Characterization of the spacers acquired by the VvYJ016 adaptation operon. (A) Coverage of spacers aligning with the E. coli HMS174 (DE3) genome and a representative locus. Identical alignments represent recurrent spacers acquired in independent biological samples (n = 11). (B) Strand bias in pools of newly acquired spacers relative to the source transcript. Proportion of newly acquired spacers with the Wild-type RT-Cas1 in the sense or antisense strand of coding genes or in intergenic regions of the E. coli genome (n = 11). (C) Histogram showing normalized counts of E. coli genome or pAGDt-Op439 plasmid spacers, by length. (D) GC content distribution of genome- and plasmid-aligned spacers. The dotted lines represent the GC content of the plasmid (light gray) and the genome (dark gray). For C and D, the bars indicate the range for the three assays in which the largest numbers of spacers were detected (>10,000 newly acquired spacers per experiment).

Figure 4.

Spacer composition and position relative to coding sequences. (A) GC content (above) and nucleotide probabilities (below) at each position along the wild-type RT-Cas1–acquired protospacers. Given the variation of protospacer length, two panels are shown, with the spacer anchored 5′and 3′ at positions 15 and 35, respectively. Spacer (gray background) and flanking (white background) nucleotides are shown. The dark gray background indicates asymmetry at the two ends of the spacers, with a stretch of positions rich in ‘AT’ (see text). The particular bias towards ‘C’ within the spacer observed is indicated by a red line. The ‘GC’ content is shown for spacers aligning with the genome (blue) and plasmid (yellow). (B) Gene body coverage of spacer alignments along the length of transcripts. The relative position corresponds to the percentile of coding sequence length ± 300 bp of the adjacent genomic regions.

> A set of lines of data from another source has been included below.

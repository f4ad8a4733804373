mod cluster_stats;
mod clusterizer;
mod config;
mod disjoint_set;
mod dump_file;
mod dump_reader;
mod dump_snapshot;
mod error;
mod frame;
mod frame_driver;
pub mod math;
mod neighbor_index;
mod pbc;
mod xyz;

pub use cluster_stats::{equivalent_radius, gyration, sort_stats, ClusterStats, Gyration, StatsOptions};
pub use clusterizer::{clusterize_snapshot, get_cluster_counts, Cluster, Clusterizer, Clusters};
pub use config::{ClusterConfig, ClusterOrder, FrameSelection};
pub use disjoint_set::DisjointSet;
pub use dump_file::{DumpFile, DumpParsingError};
pub use dump_reader::{DumpReader, DumpTrajectory};
pub use dump_snapshot::{copy_snapshot_with_indices, DumpSnapshot};
pub use error::{ClusterError, ClusterResult};
pub use frame::{Atom, Frame, FrameSource};
pub use frame_driver::{
    DriverReport, FrameDriver, FrameResult, FrameSummary, SizeDistribution, SkippedFrame,
};
pub use neighbor_index::NeighborIndex;
pub use pbc::SymBox;
pub use xyz::XYZ;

Dotted lines in A and B represent the mean error of alignment for the three assays in which the largest numbers of spacers were detected (>10,000 newly acquired spacers per experiment).

Figure 5.

Spacer acquisition from RNA in the VVYJ016 type III-D system. (A) Schematic diagram of td intron-containing constructs. We determined whether the spacers originated from RNA, using a self-splicing transcript that produces an RNA sequence junction not encoded by DNA. Newly acquired spacers containing this exon junction may be considered to have been acquired from an RNA target. (B) RNA derived from the newly acquired exon junction-spanning spacer (blue). The splice site is indicated by a blue triangle. Red arrows indicate that the spacer are in the antisense orientation relative to the direction of transcription of the td intron. At the bottom, the highlighted sequence of one of the splice junction-containing spacers located in the CRISPR array is indicated.